* [YOUR ASSIGNMENT] How many lines in the data that follows contain the word "AppState"? Only that number is needed.

++++ RECORDS SHOWN ++++

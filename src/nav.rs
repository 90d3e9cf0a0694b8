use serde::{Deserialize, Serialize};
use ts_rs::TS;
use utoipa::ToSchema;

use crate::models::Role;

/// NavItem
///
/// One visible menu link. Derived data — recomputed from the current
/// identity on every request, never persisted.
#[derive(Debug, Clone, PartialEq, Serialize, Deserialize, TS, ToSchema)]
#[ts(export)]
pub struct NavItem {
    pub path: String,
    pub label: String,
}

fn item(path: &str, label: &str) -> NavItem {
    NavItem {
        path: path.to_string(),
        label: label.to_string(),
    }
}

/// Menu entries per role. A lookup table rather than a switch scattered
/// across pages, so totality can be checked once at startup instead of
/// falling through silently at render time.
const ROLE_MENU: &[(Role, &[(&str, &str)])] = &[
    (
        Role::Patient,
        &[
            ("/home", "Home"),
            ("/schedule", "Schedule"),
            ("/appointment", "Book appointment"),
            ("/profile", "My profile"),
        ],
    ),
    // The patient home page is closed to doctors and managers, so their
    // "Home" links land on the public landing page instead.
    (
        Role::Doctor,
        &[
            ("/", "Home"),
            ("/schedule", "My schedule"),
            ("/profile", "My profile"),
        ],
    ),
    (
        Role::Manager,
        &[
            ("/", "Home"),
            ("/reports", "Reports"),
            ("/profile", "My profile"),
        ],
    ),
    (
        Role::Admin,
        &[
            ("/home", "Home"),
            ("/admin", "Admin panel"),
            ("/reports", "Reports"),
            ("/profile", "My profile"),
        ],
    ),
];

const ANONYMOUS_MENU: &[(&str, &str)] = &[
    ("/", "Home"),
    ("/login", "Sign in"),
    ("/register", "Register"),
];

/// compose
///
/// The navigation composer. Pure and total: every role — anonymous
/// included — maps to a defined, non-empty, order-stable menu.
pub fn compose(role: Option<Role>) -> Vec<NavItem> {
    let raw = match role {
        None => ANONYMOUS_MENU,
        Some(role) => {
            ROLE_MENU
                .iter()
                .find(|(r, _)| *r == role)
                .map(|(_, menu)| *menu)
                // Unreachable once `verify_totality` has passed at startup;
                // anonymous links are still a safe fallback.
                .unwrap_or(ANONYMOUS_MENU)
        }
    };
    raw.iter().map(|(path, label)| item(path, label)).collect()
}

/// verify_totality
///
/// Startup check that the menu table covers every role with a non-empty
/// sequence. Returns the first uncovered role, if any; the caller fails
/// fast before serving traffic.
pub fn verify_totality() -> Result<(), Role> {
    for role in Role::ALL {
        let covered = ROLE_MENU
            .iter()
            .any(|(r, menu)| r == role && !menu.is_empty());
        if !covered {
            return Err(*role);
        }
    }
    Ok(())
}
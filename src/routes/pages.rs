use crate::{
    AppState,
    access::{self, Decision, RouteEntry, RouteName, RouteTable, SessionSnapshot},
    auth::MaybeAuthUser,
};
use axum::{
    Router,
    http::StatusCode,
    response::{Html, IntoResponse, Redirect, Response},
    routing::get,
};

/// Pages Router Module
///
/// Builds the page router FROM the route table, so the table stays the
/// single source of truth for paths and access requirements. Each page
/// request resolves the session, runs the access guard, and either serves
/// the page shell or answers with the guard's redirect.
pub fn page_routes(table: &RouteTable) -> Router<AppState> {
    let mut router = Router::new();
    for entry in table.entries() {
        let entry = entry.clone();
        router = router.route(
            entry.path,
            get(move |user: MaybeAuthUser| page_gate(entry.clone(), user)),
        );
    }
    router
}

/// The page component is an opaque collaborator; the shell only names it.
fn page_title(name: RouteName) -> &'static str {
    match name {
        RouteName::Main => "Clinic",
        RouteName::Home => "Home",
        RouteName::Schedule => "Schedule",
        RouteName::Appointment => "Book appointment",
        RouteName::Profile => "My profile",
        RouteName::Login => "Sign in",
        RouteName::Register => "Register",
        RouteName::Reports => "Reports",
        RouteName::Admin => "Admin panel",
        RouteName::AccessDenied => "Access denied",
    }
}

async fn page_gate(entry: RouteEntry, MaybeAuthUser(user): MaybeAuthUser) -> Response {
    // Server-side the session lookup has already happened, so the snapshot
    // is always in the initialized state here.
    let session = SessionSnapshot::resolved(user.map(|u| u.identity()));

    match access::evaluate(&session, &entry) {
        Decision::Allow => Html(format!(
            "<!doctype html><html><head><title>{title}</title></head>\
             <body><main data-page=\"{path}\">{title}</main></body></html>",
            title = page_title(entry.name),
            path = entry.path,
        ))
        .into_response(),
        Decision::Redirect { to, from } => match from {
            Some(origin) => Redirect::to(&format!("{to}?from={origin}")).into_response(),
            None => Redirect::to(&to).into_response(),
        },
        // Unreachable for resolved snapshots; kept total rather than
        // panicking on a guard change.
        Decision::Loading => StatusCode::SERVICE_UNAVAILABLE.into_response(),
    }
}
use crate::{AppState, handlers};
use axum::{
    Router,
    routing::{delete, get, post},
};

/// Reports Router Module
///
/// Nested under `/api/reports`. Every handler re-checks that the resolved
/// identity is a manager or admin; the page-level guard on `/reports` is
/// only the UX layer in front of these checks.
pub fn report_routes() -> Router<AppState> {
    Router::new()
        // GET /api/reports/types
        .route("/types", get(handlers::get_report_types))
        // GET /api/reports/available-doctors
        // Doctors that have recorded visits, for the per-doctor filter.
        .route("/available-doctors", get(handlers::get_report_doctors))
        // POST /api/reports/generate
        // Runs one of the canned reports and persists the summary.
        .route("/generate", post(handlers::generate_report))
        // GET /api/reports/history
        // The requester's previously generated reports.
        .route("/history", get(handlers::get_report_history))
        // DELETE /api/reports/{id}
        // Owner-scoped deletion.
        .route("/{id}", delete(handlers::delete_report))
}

++++

* [TASK ANSWER] 4